Food and drink may have been used to get people to interact, but there were times when they were symbols of differentiating social groups. These were times when the opposition between different social groups would be largely visible. The feasts that facilitated drinking and eating could allow borders between social groups to be crossed temporarily. This provided an opportunity for different social groups to exchange. In ancient Rome, feasts that were of this nature were designed in the form of a formal dinner. The formal dinner would include an assortment of lavish meals and a social mix of guests. There was an arrangement that was created to emphasize the distance between guests socially and physically. The social distance was reinforced by differences. The rich would sometimes deny the populous some of what their social superiors enjoyed (Wilkins & Nadeau, 2015). This was a trend that was common in ancient Rome during some feasts.

Conclusion

Feasting and drinking were a culture that was practiced in ancient Rome. The numerous festivals that were celebrated by the Romans were defined by feasting and drinking. The culture played a huge role in the social life of the Romans. Food and wine, specifically, played a prominent role in the social process because they allowed different people to participate and remain separate socially. The Romans were able to gather and plan feasts over a wide array of activities that helped to bring out what an ancient Roman meant. The rigid class structure of the ancient Roman society still played a unique role in what different people could afford to eat and drink. However, religion united people of different social hierarchies to celebrate unique holidays where there was a lot of eating and drinking. From the hospitality of ancient Romans, food and drink acted as a medium of strengthening political alliances, improving friendships, and increasing solidarity among peer groups.

 

 

 

References

Adkins, L., & Adkins, R. A. (2014). Handbook to life in ancient Rome. Infobase Publishing.

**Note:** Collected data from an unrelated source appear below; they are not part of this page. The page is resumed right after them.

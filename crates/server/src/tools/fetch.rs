//! tile_fetch tool implementation.
//!
//! Routes a single request through the engine exactly as an intercepted page
//! request would be: classified, then served read-through from its partition
//! or passed to the network.

use std::str::FromStr;

use base64::{Engine as _, engine::general_purpose::STANDARD as BASE64};
use rmcp::{ErrorData as McpError, model::CallToolResult};
use schemars::JsonSchema;
use serde::{Deserialize, Serialize};
use tilecache_core::{Classification, Destination, Error, Request, RequestMode};
use tilecache_worker::fetch::resolve;
use tilecache_worker::{HostHandle, ServedFrom};
use url::Url;

use super::json_result;

/// Parameters for the tile_fetch tool.
#[derive(Debug, Clone, Default, Serialize, Deserialize, JsonSchema)]
pub struct TileFetchParams {
    /// Absolute URL, or a path resolved against the application origin.
    pub url: String,

    /// Request mode: "navigate", "same-origin", "no-cors" (default) or "cors".
    #[serde(default)]
    pub mode: Option<String>,

    /// Request destination, e.g. "image", "script", "document". Empty by default.
    #[serde(default)]
    pub destination: Option<String>,

    /// HTTP method (default: GET). Only GET requests are ever cached.
    #[serde(default)]
    pub method: Option<String>,

    /// Include the response body, base64-encoded (default: false).
    #[serde(default)]
    pub include_body: bool,
}

/// Output from the tile_fetch tool.
#[derive(Debug, Clone, Serialize, Deserialize, JsonSchema)]
pub struct TileFetchOutput {
    pub url: String,
    pub classification: Classification,
    /// "cache" or "network".
    pub served_from: String,
    /// Whether a copy was written to the partition by this call.
    pub stored: bool,
    pub status: u16,
    pub response_type: String,
    #[serde(skip_serializing_if = "Option::is_none")]
    pub content_type: Option<String>,
    pub bytes: usize,
    #[serde(skip_serializing_if = "Option::is_none")]
    pub body_base64: Option<String>,
}

/// Build the engine request described by `params`.
pub(crate) fn build_request(origin: &Url, params: &TileFetchParams) -> Result<Request, Error> {
    let url = resolve(&params.url, origin).map_err(|e| Error::InvalidUrl(e.to_string()))?;
    let mut request = Request::get(url);

    if let Some(mode) = params.mode.as_deref() {
        request = request.with_mode(RequestMode::from_str(mode)?);
    }
    if let Some(destination) = params.destination.as_deref() {
        request = request.with_destination(Destination::from_str(destination)?);
    }
    if let Some(method) = params.method.as_deref() {
        request = request.with_method(method);
    }

    Ok(request)
}

/// Implementation of the tile_fetch tool.
pub async fn fetch_impl(host: &HostHandle, origin: &Url, params: TileFetchParams) -> Result<CallToolResult, McpError> {
    let request = build_request(origin, &params)?;
    let (classification, served) = host.fetch(request).await?;

    let response = &served.response;
    let output = TileFetchOutput {
        url: response.url.to_string(),
        classification,
        served_from: match served.source {
            ServedFrom::Cache => "cache".to_string(),
            ServedFrom::Network => "network".to_string(),
        },
        stored: served.stored,
        status: response.status,
        response_type: response.response_type.to_string(),
        content_type: response.content_type().map(str::to_string),
        bytes: response.body.len(),
        body_base64: params.include_body.then(|| BASE64.encode(&response.body)),
    };

    json_result(&output)
}
//! Request classification.
//!
//! Decides which partition class an intercepted request belongs to, if any.
//! Rules are evaluated in a fixed priority order:
//!
//! 1. Tile server prefix → tile imagery
//! 2. Document navigation → application shell
//! 3. URL ends with a listed shell asset → application shell
//! 4. Third-party library CDN prefix → application shell
//! 5. Same-origin sub-resource (non-empty destination) → application shell
//! 6. Anything else is not cached
//!
//! Rule 3 compares by suffix only, so an unrelated URL sharing a listed
//! asset's trailing path also matches.

use serde::{Deserialize, Serialize};
use url::{Origin, Url};

use crate::config::{AppConfig, ConfigError};
use crate::registry::PartitionClass;
use crate::request::{Destination, Request, RequestMode};

/// Outcome of classifying a request.
#[derive(Debug, Clone, Copy, PartialEq, Eq, Serialize, Deserialize, schemars::JsonSchema)]
#[serde(rename_all = "snake_case")]
pub enum Classification {
    ApplicationShell,
    TileImagery,
    Uncached,
}

impl Classification {
    /// Partition class to serve from, or `None` for network-only requests.
    pub fn class(self) -> Option<PartitionClass> {
        match self {
            Classification::ApplicationShell => Some(PartitionClass::ApplicationShell),
            Classification::TileImagery => Some(PartitionClass::TileImagery),
            Classification::Uncached => None,
        }
    }
}

/// Pure request classifier built from deploy-time constants.
#[derive(Debug, Clone)]
pub struct Classifier {
    tile_prefix: String,
    cdn_prefix: String,
    shell_assets: Vec<String>,
    app_origin: Origin,
}

impl Classifier {
    pub fn new(
        tile_prefix: impl Into<String>, cdn_prefix: impl Into<String>, shell_assets: Vec<String>, app_origin: &Url,
    ) -> Self {
        Self {
            tile_prefix: tile_prefix.into(),
            cdn_prefix: cdn_prefix.into(),
            shell_assets,
            app_origin: app_origin.origin(),
        }
    }

    /// Build a classifier from validated configuration.
    ///
    /// # Errors
    ///
    /// Returns `ConfigError::Invalid` if `app_origin` is not an absolute URL.
    pub fn from_config(config: &AppConfig) -> Result<Self, ConfigError> {
        let origin = config.app_origin_url()?;
        Ok(Self::new(&config.tile_prefix, &config.cdn_prefix, config.shell_assets.clone(), &origin))
    }

    pub fn classify(&self, url: &Url, mode: RequestMode, destination: Destination) -> Classification {
        let href = url.as_str();

        if href.starts_with(&self.tile_prefix) {
            return Classification::TileImagery;
        }

        if mode == RequestMode::Navigate {
            return Classification::ApplicationShell;
        }

        if self.shell_assets.iter().any(|asset| href.ends_with(asset.as_str())) {
            return Classification::ApplicationShell;
        }

        if href.starts_with(&self.cdn_prefix) {
            return Classification::ApplicationShell;
        }

        if url.origin() == self.app_origin && !destination.is_empty() {
            return Classification::ApplicationShell;
        }

        Classification::Uncached
    }

    pub fn classify_request(&self, request: &Request) -> Classification {
        self.classify(&request.url, request.mode, request.destination)
    }
}
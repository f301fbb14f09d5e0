//! Trigger dispatch.
//!
//! The host delivers one of a closed set of triggers and must await the
//! returned future before treating the trigger as handled.

use std::sync::Arc;

use serde_json::Value;
use tilecache_core::{AppConfig, CacheDb, Classification, Classifier, ConfigError, ControlReply, Deployment, Error, Request};

use crate::control;
use crate::fetch::Network;
use crate::lifecycle::{ActivateReport, InstallReport, Lifecycle};
use crate::strategy::{CacheStrategy, Served};

/// Events the background engine reacts to.
#[derive(Debug, Clone)]
pub enum Trigger {
    Install,
    Activate,
    Intercept(Request),
    Command(Value),
}

/// Completion value of a dispatched trigger.
#[derive(Debug, Clone)]
pub enum Outcome {
    Installed(InstallReport),
    Activated(ActivateReport),
    Served { classification: Classification, served: Served },
    /// `None` when the command was not recognised.
    Replied(Option<ControlReply>),
}

/// Routes triggers to the classifier, strategy engine, lifecycle controller
/// and control handler.
#[derive(Clone)]
pub struct Dispatcher {
    db: CacheDb,
    classifier: Classifier,
    strategy: CacheStrategy,
    lifecycle: Lifecycle,
}

impl Dispatcher {
    pub fn new(db: CacheDb, network: Arc<dyn Network>, classifier: Classifier, lifecycle: Lifecycle) -> Self {
        let strategy = CacheStrategy::new(db.clone(), network);
        Self { db, classifier, strategy, lifecycle }
    }

    /// Assemble a dispatcher from validated configuration.
    pub fn from_config(config: &AppConfig, db: CacheDb, network: Arc<dyn Network>) -> Result<Self, ConfigError> {
        let classifier = Classifier::from_config(config)?;
        let lifecycle = Lifecycle::new(db.clone(), network.clone(), config.deployment()?, config.shell_asset_urls()?);
        Ok(Self::new(db, network, classifier, lifecycle))
    }

    pub fn deployment(&self) -> &Deployment {
        self.lifecycle.deployment()
    }

    pub fn lifecycle(&self) -> &Lifecycle {
        &self.lifecycle
    }

    pub async fn dispatch(&self, trigger: Trigger) -> Result<Outcome, Error> {
        match trigger {
            Trigger::Install => self.lifecycle.install().await.map(Outcome::Installed),
            Trigger::Activate => self.lifecycle.activate().await.map(Outcome::Activated),
            Trigger::Intercept(request) => {
                let classification = self.classifier.classify_request(&request);
                let served = self.intercept(&request, classification).await?;
                Ok(Outcome::Served { classification, served })
            }
            Trigger::Command(message) => Ok(Outcome::Replied(self.command(&message).await)),
        }
    }

    /// Serve an intercepted request according to its classification.
    pub async fn intercept(&self, request: &Request, classification: Classification) -> Result<Served, Error> {
        match classification.class() {
            Some(class) => {
                let partition = self.deployment().live(class);
                self.strategy.serve(request, partition.as_str()).await
            }
            None => self.strategy.passthrough(request).await,
        }
    }

    pub async fn command(&self, message: &Value) -> Option<ControlReply> {
        control::handle_message(&self.db, self.deployment(), message).await
    }
}
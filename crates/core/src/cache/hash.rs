//! Request identity key generation.

use sha2::{Digest, Sha256};

/// Compute the cache key for a request: SHA-256 over method and absolute URL.
pub fn compute_request_key(method: &str, url: &str) -> String {
    let mut hasher = Sha256::new();
    hasher.update(method.as_bytes());
    hasher.update(b"\n");
    hasher.update(url.as_bytes());
    hex::encode(hasher.finalize())
}
//! Buffered responses and the snapshots stored from them.

use std::fmt;
use std::str::FromStr;

use bytes::Bytes;
use serde::{Deserialize, Serialize};
use url::{Origin, Url};

use crate::Error;
use crate::request::{Request, RequestMode};

/// Visibility class of a response, relative to the application origin.
#[derive(Debug, Clone, Copy, PartialEq, Eq, Serialize, Deserialize, schemars::JsonSchema)]
#[serde(rename_all = "lowercase")]
pub enum ResponseType {
    /// Same-origin response; headers and body are fully visible.
    Basic,
    /// Cross-origin response permitted by CORS.
    Cors,
    /// Cross-origin no-cors response whose validity cannot be checked.
    Opaque,
}

impl ResponseType {
    /// Type a fetch of `request` yields once it lands on `final_url`.
    ///
    /// Navigations and responses from the application origin are `basic`.
    /// Anything cross-origin is `cors` for CORS-mode requests and `opaque`
    /// otherwise, so a tile server on another origin never produces a
    /// storable response.
    pub fn for_request(request: &Request, final_url: &Url, app_origin: &Origin) -> Self {
        if request.mode == RequestMode::Navigate || final_url.origin() == *app_origin {
            ResponseType::Basic
        } else if request.mode == RequestMode::Cors {
            ResponseType::Cors
        } else {
            ResponseType::Opaque
        }
    }

    pub fn as_str(self) -> &'static str {
        match self {
            ResponseType::Basic => "basic",
            ResponseType::Cors => "cors",
            ResponseType::Opaque => "opaque",
        }
    }
}

impl fmt::Display for ResponseType {
    fn fmt(&self, f: &mut fmt::Formatter<'_>) -> fmt::Result {
        f.write_str(self.as_str())
    }
}

impl FromStr for ResponseType {
    type Err = Error;

    fn from_str(s: &str) -> Result<Self, Self::Err> {
        match s {
            "basic" => Ok(ResponseType::Basic),
            "cors" => Ok(ResponseType::Cors),
            "opaque" => Ok(ResponseType::Opaque),
            other => Err(Error::CorruptEntry(format!("unknown response type: {other}"))),
        }
    }
}

/// A fully buffered response.
///
/// Bodies are immutable `Bytes`, so a response can be handed to the caller
/// and written to a partition without either side consuming the other's copy.
#[derive(Debug, Clone, PartialEq, Eq)]
pub struct Response {
    pub url: Url,
    pub status: u16,
    pub response_type: ResponseType,
    pub headers: Vec<(String, String)>,
    pub body: Bytes,
}

impl Response {
    pub fn new(url: Url, status: u16, response_type: ResponseType, body: impl Into<Bytes>) -> Self {
        Self { url, status, response_type, headers: Vec::new(), body: body.into() }
    }

    pub fn with_header(mut self, name: &str, value: &str) -> Self {
        self.headers.push((name.to_ascii_lowercase(), value.to_string()));
        self
    }

    /// First header value matching `name`, case-insensitively.
    pub fn header(&self, name: &str) -> Option<&str> {
        self.headers
            .iter()
            .find(|(n, _)| n.eq_ignore_ascii_case(name))
            .map(|(_, v)| v.as_str())
    }

    pub fn content_type(&self) -> Option<&str> {
        self.header("content-type")
    }

    /// 2xx status.
    pub fn is_ok(&self) -> bool {
        (200..300).contains(&self.status)
    }

    /// Status 200 with a basic response type.
    ///
    /// Opaque and CORS responses are never persisted.
    pub fn is_storable(&self) -> bool {
        self.status == 200 && self.response_type == ResponseType::Basic
    }

    /// Split into two independent copies: one for the caller, one to store.
    pub fn duplicate(self) -> (Response, Response) {
        let copy = Response {
            url: self.url.clone(),
            status: self.status,
            response_type: self.response_type,
            headers: self.headers.clone(),
            body: Bytes::copy_from_slice(&self.body),
        };
        (self, copy)
    }
}

#[cfg(test)]
mod tests {
    use super::*;

    fn response(status: u16, response_type: ResponseType) -> Response {
        Response::new(Url::parse("https://example.org/a.png").unwrap(), status, response_type, &b"png"[..])
    }

    #[test]
    fn test_is_storable() {
        assert!(response(200, ResponseType::Basic).is_storable());
        assert!(!response(200, ResponseType::Opaque).is_storable());
        assert!(!response(200, ResponseType::Cors).is_storable());
        assert!(!response(204, ResponseType::Basic).is_storable());
        assert!(!response(404, ResponseType::Basic).is_storable());
    }

    #[test]
    fn test_duplicate_produces_equal_copies() {
        let original = response(200, ResponseType::Basic).with_header("Content-Type", "image/png");
        let (returned, stored) = original.clone().duplicate();
        assert_eq!(returned, original);
        assert_eq!(stored, original);
        assert_ne!(returned.body.as_ptr(), stored.body.as_ptr());
    }

    #[test]
    fn test_header_lookup_case_insensitive() {
        let r = response(200, ResponseType::Basic).with_header("Content-Type", "text/css");
        assert_eq!(r.content_type(), Some("text/css"));
        assert_eq!(r.header("CONTENT-TYPE"), Some("text/css"));
        assert_eq!(r.header("etag"), None);
    }

    #[test]
    fn test_response_type_for_request() {
        let app = Url::parse("https://maps.example.com").unwrap().origin();
        let tile = Request::parse("https://tile.example.org/1/0/0.png").unwrap();
        let proxied = Request::parse("https://maps.example.com/tiles/1/0/0.png").unwrap();

        assert_eq!(ResponseType::for_request(&tile, &tile.url, &app), ResponseType::Opaque);
        let cors = tile.clone().with_mode(RequestMode::Cors);
        assert_eq!(ResponseType::for_request(&cors, &cors.url, &app), ResponseType::Cors);
        assert_eq!(ResponseType::for_request(&proxied, &proxied.url, &app), ResponseType::Basic);

        let page = Request::parse("https://elsewhere.net/").unwrap().with_mode(RequestMode::Navigate);
        assert_eq!(ResponseType::for_request(&page, &page.url, &app), ResponseType::Basic);
    }

    #[test]
    fn test_response_type_round_trip_names() {
        assert_eq!("opaque".parse::<ResponseType>().unwrap(), ResponseType::Opaque);
        assert!("error".parse::<ResponseType>().is_err());
    }
}
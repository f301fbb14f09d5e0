//! tiles_prefetch tool implementation.
//!
//! Downloads a list of tile URLs through the engine with bounded concurrency,
//! the same way a map view would request them. A tile is kept in the live
//! tile partition only when its response is basic, which in practice means
//! the tile server shares the application origin. Cross-origin tiles come
//! back opaque and are reported with `stored: false`.

use rmcp::{ErrorData as McpError, model::CallToolResult};
use schemars::JsonSchema;
use serde::{Deserialize, Serialize};
use std::sync::Arc;
use tilecache_core::{Classification, Destination, Request};
use tilecache_worker::fetch::resolve;
use tilecache_worker::{HostHandle, ServedFrom};
use tokio::sync::Semaphore;
use tokio::task::JoinSet;
use url::Url;

use super::json_result;
use crate::error::ToolError;

const MAX_CONCURRENCY: u8 = 16;

/// Input parameters for tiles_prefetch tool.
#[derive(Debug, Clone, Default, Serialize, Deserialize, JsonSchema)]
pub struct TilesPrefetchParams {
    /// Tile URLs to download, in order.
    pub urls: Vec<String>,

    /// Maximum number of concurrent downloads (default: configured value, max: 16).
    #[serde(default)]
    pub max_concurrency: Option<u8>,

    /// Stop at the first failure (default: false).
    #[serde(default)]
    pub fail_fast: bool,
}

/// Per-URL outcome.
#[derive(Debug, Clone, Copy, PartialEq, Eq, Serialize, Deserialize, JsonSchema)]
pub enum PrefetchStatus {
    /// Already present in the tile partition.
    Cached,
    /// Downloaded by this call.
    Fetched,
    /// Could not be downloaded.
    Failed,
}

#[derive(Debug, Clone, Serialize, Deserialize, JsonSchema)]
pub struct PrefetchItem {
    pub url: String,
    pub status: PrefetchStatus,
    /// Partition class the URL was routed to; anything other than tile
    /// imagery means the URL is not under the tile prefix.
    #[serde(skip_serializing_if = "Option::is_none")]
    pub classification: Option<Classification>,
    /// Whether the response was written to the partition; opaque and
    /// non-200 responses are served but not kept.
    pub stored: bool,
    #[serde(skip_serializing_if = "Option::is_none")]
    pub error: Option<String>,
}

#[derive(Debug, Clone, Default, Serialize, Deserialize, JsonSchema)]
pub struct PrefetchSummary {
    pub total: u32,
    pub fetched: u32,
    pub cached: u32,
    pub failed: u32,
}

#[derive(Debug, Clone, Serialize, Deserialize, JsonSchema)]
pub struct TilesPrefetchOutput {
    /// Results in input order; truncated after the first failure with `fail_fast`.
    pub results: Vec<PrefetchItem>,
    pub summary: PrefetchSummary,
}

async fn prefetch_one(host: HostHandle, origin: Url, url: String) -> PrefetchItem {
    let request = match resolve(&url, &origin) {
        Ok(resolved) => Request::get(resolved).with_destination(Destination::Image),
        Err(e) => return failed(url, e.to_string()),
    };

    match host.fetch(request).await {
        Ok((classification, served)) => {
            let status = match served.source {
                ServedFrom::Cache => PrefetchStatus::Cached,
                ServedFrom::Network => PrefetchStatus::Fetched,
            };
            PrefetchItem { url, status, classification: Some(classification), stored: served.stored, error: None }
        }
        Err(e) => failed(url, e.to_string()),
    }
}

fn failed(url: String, error: String) -> PrefetchItem {
    PrefetchItem { url, status: PrefetchStatus::Failed, classification: None, stored: false, error: Some(error) }
}

/// Implementation of the tiles_prefetch tool.
pub async fn prefetch_impl(
    host: &HostHandle, origin: &Url, default_concurrency: usize, params: TilesPrefetchParams,
) -> Result<CallToolResult, McpError> {
    if params.urls.is_empty() {
        return Err(ToolError::InvalidInput("urls cannot be empty".into()).into());
    }

    let max_concurrency = match params.max_concurrency {
        Some(0) => return Err(ToolError::InvalidInput("max_concurrency must be at least 1".into()).into()),
        Some(n) => n.min(MAX_CONCURRENCY) as usize,
        None => default_concurrency.max(1),
    };

    let semaphore = Arc::new(Semaphore::new(max_concurrency));
    let mut join_set = JoinSet::new();

    for (index, url) in params.urls.iter().cloned().enumerate() {
        let semaphore = semaphore.clone();
        let host = host.clone();
        let origin = origin.clone();

        join_set.spawn(async move {
            // The semaphore is never closed.
            let _permit = semaphore.acquire_owned().await;
            (index, prefetch_one(host, origin, url).await)
        });
    }

    let mut slots: Vec<Option<PrefetchItem>> = vec![None; params.urls.len()];
    let mut summary = PrefetchSummary::default();

    while let Some(joined) = join_set.join_next().await {
        let (index, item) = joined.map_err(|e| ToolError::TaskFailed(e.to_string()))?;

        match item.status {
            PrefetchStatus::Cached => summary.cached += 1,
            PrefetchStatus::Fetched => summary.fetched += 1,
            PrefetchStatus::Failed => summary.failed += 1,
        }
        let failed = item.status == PrefetchStatus::Failed;
        slots[index] = Some(item);

        if params.fail_fast && failed {
            join_set.shutdown().await;
            break;
        }
    }

    let results: Vec<PrefetchItem> = slots.into_iter().flatten().collect();
    summary.total = results.len() as u32;

    tracing::info!(
        total = summary.total,
        fetched = summary.fetched,
        cached = summary.cached,
        failed = summary.failed,
        "prefetch complete"
    );

    json_result(&TilesPrefetchOutput { results, summary })
}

Alfoldy, G. (2014). The Social History of Rome (Routledge Revivals). Routledge.

Brandt, J. R., & Iddeng, J. W. (2012). Greek and Roman Festivals: Content, Meaning, and Practice. Oxford University Press.

Carcopino, J. (2013). Daily Life in Ancient Rome-The People and the City at the Height of the Empire. Read Books Ltd.

Donahue, J. F. (2003). Toward a typology of Roman public feasting. American journal of philology, 124(3), 423-441.

Donahue, J. F. (2015). Roman Dining. A Companion to Food in the Ancient World, 89, 253.

Garnsey, P., Saller, R., & Elsner, J. (2014). The Roman Empire: economy, society and culture. Bloomsbury Publishing.

Killgrove, K., & Tykot, R. H. (2013). Food for Rome: a stable isotope investigation of diet in the Imperial period (1st–3rd centuries AD). Journal of Anthropological Archaeology, 32(1), 28-38.

McGovern, P. E. (2013). Ancient wine: the search for the origins of viniculture. Princeton University Press.

Wilkins, J., & Nadeau, R. (Eds.). (2015). A Companion to Food in the Ancient World (Vol. 89). John Wiley & Sons.